9.Clean up the spaces around your space. This is one of the harder things to accomplish. My office has no doors. So all of the dog hair, dirty dishes, socks on the floor, etc are clearly visible from where I’m sitting. I don’t know if all women feel this way, but I judge myself about these things all day long. My self judging voice is like a little gremlin that whispers mean things in my ear 24 hours a day. Not only am I bothered by the things that I can see, but I’m capable of being really silently upset about messes that are in other rooms even upstairs that I can’t see at all from my desk. It clogs up my thought process and I can’t get things done because I have this nagging feeling that I have to fix those things first. I explained it to Sean like this: our whole house is my workplace. How would he feel if someone trashed his work truck with take out containers and dirty sweatshirts and tools everywhere? It would suck. That’s how I feel when our house gets out of control. Like my workplace is also wrecked. However, when you’re one of those 80 hour a week working from home folks who is also struggling to prioritize health first and has other commitments as well – cleaning your house no matter how much you want to get it done falls to the bottom of the list. You’ve gotta make it happen. Whether that means hiring a clean team to come in every few weeks to do the heavy lifting, or scheduling one day a week to do no work at all and only work on home life stuff. You know that feeling when you clean your whole bedroom and put fresh sheets on the bed and get the best night’s sleep ever? That feeling carries into your workspace and you get more done!

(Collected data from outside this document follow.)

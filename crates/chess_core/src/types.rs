#[derive(Clone, Copy, Debug, PartialEq, Eq, Hash)]
pub enum Color {
    White,
    Black,
}

impl Color {
    pub fn other(self) -> Color {
        match self {
            Color::White => Color::Black,
            Color::Black => Color::White,
        }
    }

    pub fn idx(self) -> usize {
        match self {
            Color::White => 0,
            Color::Black => 1,
        }
    }
}

#[derive(Clone, Copy, Debug, PartialEq, Eq, Hash)]
pub enum PieceKind {
    Pawn,
    Knight,
    Bishop,
    Rook,
    Queen,
    King,
}

impl PieceKind {
    pub const ALL: [PieceKind; 6] = [
        PieceKind::Pawn,
        PieceKind::Knight,
        PieceKind::Bishop,
        PieceKind::Rook,
        PieceKind::Queen,
        PieceKind::King,
    ];

    /// Promotion choices, strongest first.
    pub const PROMOTIONS: [PieceKind; 4] = [
        PieceKind::Queen,
        PieceKind::Rook,
        PieceKind::Bishop,
        PieceKind::Knight,
    ];

    pub fn idx(self) -> usize {
        self as usize
    }
}

#[derive(Clone, Copy, Debug, PartialEq, Eq, Hash)]
pub struct Piece {
    pub color: Color,
    pub kind: PieceKind,
}

impl Piece {
    pub fn new(color: Color, kind: PieceKind) -> Self {
        Self { color, kind }
    }
}

/// A move between two squares. Flags carry the metadata move generation
/// already knows (promotion piece, en-passant capture, castling) so that
/// applying a move never has to rediscover it.
#[derive(Clone, Copy, Debug, PartialEq, Eq, Hash)]
pub struct Move {
    pub from: u8, // 0..63
    pub to: u8,   // 0..63
    pub promo: Option<PieceKind>,
    pub is_en_passant: bool,
    pub is_castle: bool,
}

impl Move {
    pub fn new(from: u8, to: u8) -> Self {
        Self {
            from,
            to,
            promo: None,
            is_en_passant: false,
            is_castle: false,
        }
    }

    pub fn promoting(from: u8, to: u8, kind: PieceKind) -> Self {
        Self {
            promo: Some(kind),
            ..Self::new(from, to)
        }
    }
}

// Helpers
pub fn file_of(sq: u8) -> i8 {
    (sq % 8) as i8
}
pub fn rank_of(sq: u8) -> i8 {
    (sq / 8) as i8
}
pub fn sq(file: i8, rank: i8) -> Option<u8> {
    if (0..8).contains(&file) && (0..8).contains(&rank) {
        Some((rank as u8) * 8 + (file as u8))
    } else {
        None
    }
}

/// Same file, opposite rank: a1 <-> a8.
pub fn flip_rank(sq: u8) -> u8 {
    sq ^ 56
}

pub fn sq_to_coord(sq: u8) -> String {
    let f = (b'a' + (sq % 8)) as char;
    let r = (b'1' + (sq / 8)) as char;
    format!("{f}{r}")
}

pub fn coord_to_sq(c: &str) -> Option<u8> {
    match c.as_bytes() {
        &[f @ b'a'..=b'h', r @ b'1'..=b'8'] => Some((r - b'1') * 8 + (f - b'a')),
        _ => None,
    }
}
use crate::{bitboard::Bitboard, board::Position, tables::MoveTables, types::*};

/// Generate all legal moves, returning a freshly allocated vector.
pub fn legal_moves(pos: &Position, tables: &MoveTables) -> Vec<Move> {
    let mut tmp = pos.clone();
    let mut out = Vec::with_capacity(64);
    legal_moves_into(&mut tmp, tables, &mut out);
    out
}

/// Generate all legal moves for the side to move into `out`, reusing the
/// buffer. The position is restored before returning.
pub fn legal_moves_into(pos: &mut Position, tables: &MoveTables, out: &mut Vec<Move>) {
    out.clear();
    pseudo_moves(pos, tables, out);

    let mover = pos.side_to_move;
    out.retain(|&mv| is_legal_after(pos, tables, mover, mv));
}

/// True when the side to move has at least one legal move.
pub fn has_legal_move(pos: &mut Position, tables: &MoveTables) -> bool {
    let mut pseudo = Vec::with_capacity(64);
    pseudo_moves(pos, tables, &mut pseudo);

    let mover = pos.side_to_move;
    pseudo
        .into_iter()
        .any(|mv| is_legal_after(pos, tables, mover, mv))
}

fn is_legal_after(pos: &mut Position, tables: &MoveTables, mover: Color, mv: Move) -> bool {
    let undo = pos.make_move(mv);
    let legal = !pos.in_check(tables, mover);
    pos.unmake_move(mv, undo);
    legal
}

fn pseudo_moves(pos: &Position, tables: &MoveTables, out: &mut Vec<Move>) {
    let us = pos.side_to_move;
    let own = pos.pieces_of(us);
    let occupied = pos.occupied();

    for from in own {
        let Some(pc) = pos.piece_at(from) else {
            continue;
        };
        let targets = match pc.kind {
            PieceKind::Pawn => {
                gen_pawn(pos, tables, from, us, out);
                continue;
            }
            PieceKind::Knight => tables.knight_attacks(from),
            PieceKind::Bishop => tables.bishop_attacks(from, occupied),
            PieceKind::Rook => tables.rook_attacks(from, occupied),
            PieceKind::Queen => tables.queen_attacks(from, occupied),
            PieceKind::King => {
                gen_castle(pos, tables, from, us, out);
                tables.king_attacks(from)
            }
        };
        push_targets(from, targets & !own, out);
    }
}

fn push_targets(from: u8, targets: Bitboard, out: &mut Vec<Move>) {
    out.extend(targets.map(|to| Move::new(from, to)));
}

fn push_pawn_move(from: u8, to: u8, promo_rank: i8, out: &mut Vec<Move>) {
    if rank_of(to) == promo_rank {
        out.extend(
            PieceKind::PROMOTIONS
                .iter()
                .map(|&kind| Move::promoting(from, to, kind)),
        );
    } else {
        out.push(Move::new(from, to));
    }
}

fn gen_pawn(pos: &Position, tables: &MoveTables, from: u8, c: Color, out: &mut Vec<Move>) {
    let f = file_of(from);
    let r = rank_of(from);
    let (dir, start_rank, promo_rank): (i8, i8, i8) = match c {
        Color::White => (1, 1, 7),
        Color::Black => (-1, 6, 0),
    };

    if let Some(to) = sq(f, r + dir) {
        if pos.piece_at(to).is_none() {
            push_pawn_move(from, to, promo_rank, out);

            if r == start_rank {
                if let Some(to2) = sq(f, r + 2 * dir) {
                    if pos.piece_at(to2).is_none() {
                        out.push(Move::new(from, to2));
                    }
                }
            }
        }
    }

    let attacks = tables.pawn_attacks(c, from);
    for to in attacks & pos.pieces_of(c.other()) {
        push_pawn_move(from, to, promo_rank, out);
    }
    if let Some(ep) = pos.en_passant {
        if attacks.contains(ep) {
            let mut mv = Move::new(from, ep);
            mv.is_en_passant = true;
            out.push(mv);
        }
    }
}

fn gen_castle(pos: &Position, tables: &MoveTables, from: u8, c: Color, out: &mut Vec<Move>) {
    // (king_from, right, squares that must be empty, squares that must be safe, king_to)
    let options: [(u8, bool, &[u8], &[u8], u8); 2] = match c {
        Color::White => [
            (4, pos.castling.wk, &[5, 6][..], &[5, 6][..], 6),
            (4, pos.castling.wq, &[1, 2, 3][..], &[2, 3][..], 2),
        ],
        Color::Black => [
            (60, pos.castling.bk, &[61, 62][..], &[61, 62][..], 62),
            (60, pos.castling.bq, &[57, 58, 59][..], &[58, 59][..], 58),
        ],
    };

    // Can't castle out of, through, or into check.
    if from != options[0].0 || pos.in_check(tables, c) {
        return;
    }
    let enemy = c.other();
    for (_, right, empty, safe, to) in options {
        if right
            && empty.iter().all(|&s| pos.piece_at(s).is_none())
            && safe
                .iter()
                .all(|&s| !pos.is_square_attacked(tables, s, enemy))
        {
            let mut mv = Move::new(from, to);
            mv.is_castle = true;
            out.push(mv);
        }
    }
}

#[cfg(test)]
#[path = "movegen_tests.rs"]
mod movegen_tests;
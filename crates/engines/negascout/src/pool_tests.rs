use std::{collections::HashSet, sync::Arc};

use chess_core::{legal_moves, Color, MoveTables, Position};

use super::*;

const LIMITS: ArenaLimits = ArenaLimits { shallow_depth: 4, capacity: 32 };

fn candidates(pos: &Position, tables: &MoveTables) -> Vec<GameTreeNode<chess_core::Move>> {
    legal_moves(pos, tables).into_iter().map(GameTreeNode::leaf).collect()
}

#[test]
fn test_every_candidate_comes_back_scored() {
    let tables = Arc::new(MoveTables::generate());
    let pos = Position::startpos();

    for threads in 1..=3 {
        let pool: WorkerPool<Position> = WorkerPool::new(threads, Arc::clone(&tables), Color::White, LIMITS).unwrap();
        assert_eq!(pool.len(), threads);

        let nodes = candidates(&pos, &tables);
        let expected: HashSet<_> = nodes.iter().map(|n| n.mv).collect();
        let receivers = pool.dispatch_round_robin(&pos, nodes, 2);
        pool.start_all();

        let results: Vec<_> = receivers.into_iter().map(|rx| rx.recv().unwrap().unwrap()).collect();
        assert_eq!(results.len(), 20, "threads={threads}");
        let seen: HashSet<_> = results.iter().map(|n| n.mv).collect();
        assert_eq!(seen, expected, "threads={threads}");
        assert!(results.iter().all(|n| n.eval.is_some()));
    }
}

#[test]
fn test_thread_count_does_not_change_scores() {
    let tables = Arc::new(MoveTables::generate());
    let pos = Position::from_fen("4k3/8/8/3q4/8/8/8/3RK3 w - - 0 1").unwrap();

    let mut runs = Vec::new();
    for threads in [1, 3] {
        let pool: WorkerPool<Position> = WorkerPool::new(threads, Arc::clone(&tables), Color::White, LIMITS).unwrap();
        let receivers = pool.dispatch_round_robin(&pos, candidates(&pos, &tables), 2);
        pool.start_all();
        let scored: Vec<_> = receivers
            .into_iter()
            .map(|rx| rx.recv().unwrap().unwrap())
            .map(|n| (n.mv, n.eval))
            .collect();
        runs.push(scored);
    }
    assert_eq!(runs[0], runs[1]);
}

#[test]
fn test_round_robin_spreads_work() {
    let tables = Arc::new(MoveTables::generate());
    let pos = Position::startpos();
    let pool: WorkerPool<Position> = WorkerPool::new(3, Arc::clone(&tables), Color::White, LIMITS).unwrap();

    let receivers = pool.dispatch_round_robin(&pos, candidates(&pos, &tables), 1);
    let queued: Vec<_> = pool.workers().iter().map(Worker::queued).collect();
    assert_eq!(queued, vec![7, 7, 6]);

    pool.start_all();
    for rx in receivers {
        rx.recv().unwrap().unwrap();
    }
    assert!(pool.workers().iter().all(|w| w.queued() == 0));
}

#[test]
fn test_queued_work_waits_for_start() {
    let tables = Arc::new(MoveTables::generate());
    let pos = Position::startpos();
    let pool: WorkerPool<Position> = WorkerPool::new(1, Arc::clone(&tables), Color::White, LIMITS).unwrap();

    let rx = pool.dispatch_round_robin(&pos, candidates(&pos, &tables).into_iter().take(1), 1).remove(0);
    std::thread::sleep(std::time::Duration::from_millis(50));
    assert!(rx.try_recv().is_err());
    assert_eq!(pool.workers()[0].queued(), 1);

    pool.start_all();
    assert!(rx.recv().unwrap().is_ok());
}

#[test]
fn test_shutdown_disconnects_pending_results() {
    let tables = Arc::new(MoveTables::generate());
    let pos = Position::startpos();
    let pool: WorkerPool<Position> = WorkerPool::new(2, Arc::clone(&tables), Color::White, LIMITS).unwrap();

    let receivers = pool.dispatch_round_robin(&pos, candidates(&pos, &tables), 3);
    drop(pool);
    assert!(receivers.into_iter().all(|rx| rx.recv().is_err()));
}

#[test]
fn test_search_failure_is_delivered() {
    let tables = Arc::new(MoveTables::generate());
    let pos = Position::startpos();
    let tiny = ArenaLimits { shallow_depth: 0, capacity: 1 };
    let pool: WorkerPool<Position> = WorkerPool::new(1, tables.clone(), Color::White, tiny).unwrap();

    let receivers = pool.dispatch_round_robin(&pos, candidates(&pos, &tables).into_iter().take(2), 3);
    pool.start_all();
    for rx in receivers {
        assert_eq!(
            rx.recv().unwrap(),
            Err(SearchError::StackCapacityExceeded { capacity: 1 })
        );
    }
}

#[test]
fn test_start_on_empty_queue_releases_nothing() {
    let tables = Arc::new(MoveTables::generate());
    let pos = Position::startpos();
    let pool: WorkerPool<Position> = WorkerPool::new(1, Arc::clone(&tables), Color::White, LIMITS).unwrap();

    pool.start_all();
    let rx = pool.dispatch_round_robin(&pos, candidates(&pos, &tables).into_iter().take(1), 1).remove(0);
    std::thread::sleep(std::time::Duration::from_millis(50));
    assert!(rx.try_recv().is_err());

    pool.start_all();
    assert!(rx.recv().unwrap().is_ok());
}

photographer working from home

10. Don’t fight the fade.  Sometimes even under the best of conditions, you just hit a wall.  For example, I wrote all of this blog post in one sitting friday night. Except for number ten.  It had gotten to be later in the evening and I had already typed two pages and reworked some things. Dinner was hours and hours ago and I could feel my eyelids getting heavy.  In the past I would have sat there till 3 a.m. trying to grind it out just so I could “earn” my time to lay down and rest.  I’ve realized though that fighting the fade is always counter productive.  I’ve gotten up the next morning only to look over my middle of the night progress on projects and been horrified.  This is when you have to give yourself permission to take advantage of one of those working from home “perks” and just shut the light off and go to bed.  Folks who work in a traditional away-from-home office setting have set shift hours and would not be expected to work all night long without some serious overtime pay.  It’s OK to end the day even if the work isn’t done.  After all, when you’re self employed, the work will never EVER be done.  There’s always something that needs attention, accounting, website, taxes, advertising, client communications, learning new gear and techniques.  It’s ok to walk away once in a while and come back to it when you are ready to plug in and be your most productive.